[Opening Dataset entries section]

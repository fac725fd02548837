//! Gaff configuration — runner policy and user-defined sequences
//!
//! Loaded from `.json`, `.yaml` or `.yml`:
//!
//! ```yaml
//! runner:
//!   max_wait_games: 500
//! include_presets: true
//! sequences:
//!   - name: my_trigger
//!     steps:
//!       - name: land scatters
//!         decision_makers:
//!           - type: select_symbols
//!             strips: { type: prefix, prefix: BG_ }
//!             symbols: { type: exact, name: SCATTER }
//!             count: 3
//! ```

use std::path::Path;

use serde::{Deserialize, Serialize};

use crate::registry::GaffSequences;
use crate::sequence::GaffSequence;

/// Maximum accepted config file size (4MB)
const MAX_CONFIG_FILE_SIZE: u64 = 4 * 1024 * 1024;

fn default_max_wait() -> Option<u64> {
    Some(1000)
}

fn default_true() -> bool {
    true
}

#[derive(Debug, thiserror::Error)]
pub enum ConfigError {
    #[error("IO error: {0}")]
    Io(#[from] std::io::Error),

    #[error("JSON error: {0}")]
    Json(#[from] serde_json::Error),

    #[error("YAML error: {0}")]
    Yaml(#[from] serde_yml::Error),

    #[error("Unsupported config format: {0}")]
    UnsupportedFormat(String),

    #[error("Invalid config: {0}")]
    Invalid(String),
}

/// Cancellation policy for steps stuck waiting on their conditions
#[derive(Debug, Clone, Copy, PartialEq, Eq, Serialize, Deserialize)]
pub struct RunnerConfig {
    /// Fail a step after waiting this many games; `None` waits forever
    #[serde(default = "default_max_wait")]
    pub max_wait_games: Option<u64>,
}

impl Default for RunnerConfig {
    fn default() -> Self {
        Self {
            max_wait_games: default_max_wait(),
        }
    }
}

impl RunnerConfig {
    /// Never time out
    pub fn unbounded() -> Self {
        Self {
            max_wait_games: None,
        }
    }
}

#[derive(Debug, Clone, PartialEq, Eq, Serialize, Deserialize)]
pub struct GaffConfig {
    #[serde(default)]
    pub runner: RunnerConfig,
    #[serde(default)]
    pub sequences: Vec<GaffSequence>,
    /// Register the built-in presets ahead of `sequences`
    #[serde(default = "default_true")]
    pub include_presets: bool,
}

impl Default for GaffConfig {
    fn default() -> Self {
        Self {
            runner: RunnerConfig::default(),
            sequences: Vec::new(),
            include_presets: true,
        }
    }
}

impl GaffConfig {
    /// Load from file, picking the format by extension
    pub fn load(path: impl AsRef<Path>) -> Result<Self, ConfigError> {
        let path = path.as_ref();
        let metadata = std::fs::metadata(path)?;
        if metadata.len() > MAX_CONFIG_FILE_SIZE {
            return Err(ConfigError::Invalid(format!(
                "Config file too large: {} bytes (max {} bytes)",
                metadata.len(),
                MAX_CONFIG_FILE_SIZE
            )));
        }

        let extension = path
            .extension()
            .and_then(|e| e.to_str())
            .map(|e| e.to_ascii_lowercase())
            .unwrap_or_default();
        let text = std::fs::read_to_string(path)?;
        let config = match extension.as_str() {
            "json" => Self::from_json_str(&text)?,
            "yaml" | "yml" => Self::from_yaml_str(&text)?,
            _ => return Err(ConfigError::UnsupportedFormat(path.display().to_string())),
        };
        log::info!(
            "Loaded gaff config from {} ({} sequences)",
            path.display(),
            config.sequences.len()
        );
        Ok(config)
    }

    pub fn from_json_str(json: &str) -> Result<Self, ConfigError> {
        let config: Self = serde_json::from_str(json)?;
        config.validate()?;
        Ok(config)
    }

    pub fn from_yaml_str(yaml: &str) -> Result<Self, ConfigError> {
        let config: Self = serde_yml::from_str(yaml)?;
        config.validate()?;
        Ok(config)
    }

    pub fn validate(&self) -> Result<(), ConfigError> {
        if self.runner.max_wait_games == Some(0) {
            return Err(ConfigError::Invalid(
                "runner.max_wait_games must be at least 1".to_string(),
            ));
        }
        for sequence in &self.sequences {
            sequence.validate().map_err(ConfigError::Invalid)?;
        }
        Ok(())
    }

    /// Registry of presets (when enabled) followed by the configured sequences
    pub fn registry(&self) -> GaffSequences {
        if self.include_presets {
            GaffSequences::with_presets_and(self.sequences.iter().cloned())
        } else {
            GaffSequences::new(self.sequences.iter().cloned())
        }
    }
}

[Closing Dataset entries section]
[Opening Dataset entries section]

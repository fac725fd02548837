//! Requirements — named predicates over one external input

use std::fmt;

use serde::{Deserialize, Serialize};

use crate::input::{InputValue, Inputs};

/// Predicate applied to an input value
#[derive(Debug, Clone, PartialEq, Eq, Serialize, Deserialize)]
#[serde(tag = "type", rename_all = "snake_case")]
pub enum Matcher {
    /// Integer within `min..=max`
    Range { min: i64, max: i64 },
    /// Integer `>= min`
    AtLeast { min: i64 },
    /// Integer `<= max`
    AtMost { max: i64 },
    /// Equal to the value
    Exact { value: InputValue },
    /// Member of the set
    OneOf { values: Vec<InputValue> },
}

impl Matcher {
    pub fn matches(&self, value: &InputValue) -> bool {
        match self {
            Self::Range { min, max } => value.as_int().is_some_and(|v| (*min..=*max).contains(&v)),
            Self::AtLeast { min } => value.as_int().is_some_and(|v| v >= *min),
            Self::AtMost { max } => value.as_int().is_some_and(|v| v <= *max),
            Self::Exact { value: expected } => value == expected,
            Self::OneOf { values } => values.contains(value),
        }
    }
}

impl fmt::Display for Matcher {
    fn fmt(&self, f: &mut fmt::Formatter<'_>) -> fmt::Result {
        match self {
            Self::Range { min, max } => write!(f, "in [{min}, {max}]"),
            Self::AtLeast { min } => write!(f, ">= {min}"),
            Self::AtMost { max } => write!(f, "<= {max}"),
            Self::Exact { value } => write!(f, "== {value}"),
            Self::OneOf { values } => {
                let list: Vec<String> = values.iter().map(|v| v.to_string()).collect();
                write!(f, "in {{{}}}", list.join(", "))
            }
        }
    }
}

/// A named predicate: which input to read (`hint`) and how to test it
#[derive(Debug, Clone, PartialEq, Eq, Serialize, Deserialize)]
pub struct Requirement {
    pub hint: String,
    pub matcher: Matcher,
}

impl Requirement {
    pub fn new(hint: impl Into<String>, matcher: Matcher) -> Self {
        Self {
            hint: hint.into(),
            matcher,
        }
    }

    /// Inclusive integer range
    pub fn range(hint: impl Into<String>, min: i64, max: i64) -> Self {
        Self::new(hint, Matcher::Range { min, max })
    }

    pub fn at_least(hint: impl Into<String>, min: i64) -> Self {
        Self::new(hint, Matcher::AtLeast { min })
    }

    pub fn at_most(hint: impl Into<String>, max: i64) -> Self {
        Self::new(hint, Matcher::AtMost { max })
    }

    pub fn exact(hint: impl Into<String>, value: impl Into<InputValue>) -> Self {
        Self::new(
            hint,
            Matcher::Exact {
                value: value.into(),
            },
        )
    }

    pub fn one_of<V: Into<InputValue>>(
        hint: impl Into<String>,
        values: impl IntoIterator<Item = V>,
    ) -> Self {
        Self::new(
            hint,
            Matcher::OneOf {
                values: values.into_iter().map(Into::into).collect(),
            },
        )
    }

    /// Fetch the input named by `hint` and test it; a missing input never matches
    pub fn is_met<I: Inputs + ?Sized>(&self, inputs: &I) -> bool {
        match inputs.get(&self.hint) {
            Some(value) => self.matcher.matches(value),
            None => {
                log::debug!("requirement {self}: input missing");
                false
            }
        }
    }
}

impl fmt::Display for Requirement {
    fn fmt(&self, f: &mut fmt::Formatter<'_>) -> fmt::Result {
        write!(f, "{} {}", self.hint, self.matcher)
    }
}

[Closing Dataset entries section]

● **What is required**: From the data above, copy each line where the string "AtLeast" appears.

● **Output**:
    AtLeast { min: i64 },
            Self::AtLeast { min } => value.as_int().is_some_and(|v| v >= *min),
            Self::AtLeast { min } => write!(f, ">= {min}"),
        Self::new(hint, Matcher::AtLeast { min })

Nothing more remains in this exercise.